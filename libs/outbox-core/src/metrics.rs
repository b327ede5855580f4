use prometheus::{IntCounter, IntGauge, Opts};
use tracing::warn;

#[derive(Clone)]
pub struct OutboxMetrics {
    pub emitted: IntCounter,
    pub delivered: IntCounter,
    pub listener_failures: IntCounter,
    pub dead_lettered: IntCounter,
    pub in_flight: IntGauge,
}

impl OutboxMetrics {
    pub fn new(service: &str) -> Self {
        let registry = prometheus::default_registry();

        let emitted = IntCounter::with_opts(
            Opts::new("outbox_emitted_total", "Total outbox records committed")
                .const_label("service", service.to_string()),
        )
        .expect("valid metric opts for outbox_emitted_total");

        let delivered = IntCounter::with_opts(
            Opts::new(
                "outbox_delivered_total",
                "Total successful per-listener deliveries",
            )
            .const_label("service", service.to_string()),
        )
        .expect("valid metric opts for outbox_delivered_total");

        let listener_failures = IntCounter::with_opts(
            Opts::new(
                "outbox_listener_failures_total",
                "Total failed or timed-out listener invocations",
            )
            .const_label("service", service.to_string()),
        )
        .expect("valid metric opts for outbox_listener_failures_total");

        let dead_lettered = IntCounter::with_opts(
            Opts::new(
                "outbox_dead_lettered_total",
                "Total records that exhausted their retry budget",
            )
            .const_label("service", service.to_string()),
        )
        .expect("valid metric opts for outbox_dead_lettered_total");

        let in_flight = IntGauge::with_opts(
            Opts::new(
                "outbox_in_flight_dispatches",
                "Record dispatches currently running",
            )
            .const_label("service", service.to_string()),
        )
        .expect("valid metric opts for outbox_in_flight_dispatches");

        for metric in [
            Box::new(emitted.clone()) as Box<dyn prometheus::core::Collector>,
            Box::new(delivered.clone()),
            Box::new(listener_failures.clone()),
            Box::new(dead_lettered.clone()),
            Box::new(in_flight.clone()),
        ] {
            if let Err(e) = registry.register(metric) {
                warn!("Failed to register outbox metric: {}", e);
            }
        }

        Self {
            emitted,
            delivered,
            listener_failures,
            dead_lettered,
            in_flight,
        }
    }
}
——
Work instruction. Output the entire listing exactly as written.

Answer space.
filename libs/outbox-core/src/metrics.rs
repository b327ede5855580f4
use prometheus::{IntCounter, IntGauge, Opts};
use tracing::warn;

#[derive(Clone)]
pub struct OutboxMetrics {
    pub emitted: IntCounter,
    pub delivered: IntCounter,
    pub listener_failures: IntCounter,
    pub dead_lettered: IntCounter,
    pub in_flight: IntGauge,
}

impl OutboxMetrics {
    pub fn new(service: &str) -> Self {
        let registry = prometheus::default_registry();

        let emitted = IntCounter::with_opts(
            Opts::new("outbox_emitted_total", "Total outbox records committed")
                .const_label("service", service.to_string()),
        )
        .expect("valid metric opts for outbox_emitted_total");

        let delivered = IntCounter::with_opts(
            Opts::new(
                "outbox_delivered_total",
                "Total successful per-listener deliveries",
            )
            .const_label("service", service.to_string()),
        )
        .expect("valid metric opts for outbox_delivered_total");

        let listener_failures = IntCounter::with_opts(
            Opts::new(
                "outbox_listener_failures_total",
                "Total failed or timed-out listener invocations",
            )
            .const_label("service", service.to_string()),
        )
        .expect("valid metric opts for outbox_listener_failures_total");

        let dead_lettered = IntCounter::with_opts(
            Opts::new(
                "outbox_dead_lettered_total",
                "Total records that exhausted their retry budget",
            )
            .const_label("service", service.to_string()),
        )
        .expect("valid metric opts for outbox_dead_lettered_total");

        let in_flight = IntGauge::with_opts(
            Opts::new(
                "outbox_in_flight_dispatches",
                "Record dispatches currently running",
            )
            .const_label("service", service.to_string()),
        )
        .expect("valid metric opts for outbox_in_flight_dispatches");

        for metric in [
            Box::new(emitted.clone()) as Box<dyn prometheus::core::Collector>,
            Box::new(delivered.clone()),
            Box::new(listener_failures.clone()),
            Box::new(dead_lettered.clone()),
            Box::new(in_flight.clone()),
        ] {
            if let Err(e) = registry.register(metric) {
                warn!("Failed to register outbox metric: {}", e);
            }
        }

        Self {
            emitted,
            delivered,
            listener_failures,
            dead_lettered,
            in_flight,
        }
    }
}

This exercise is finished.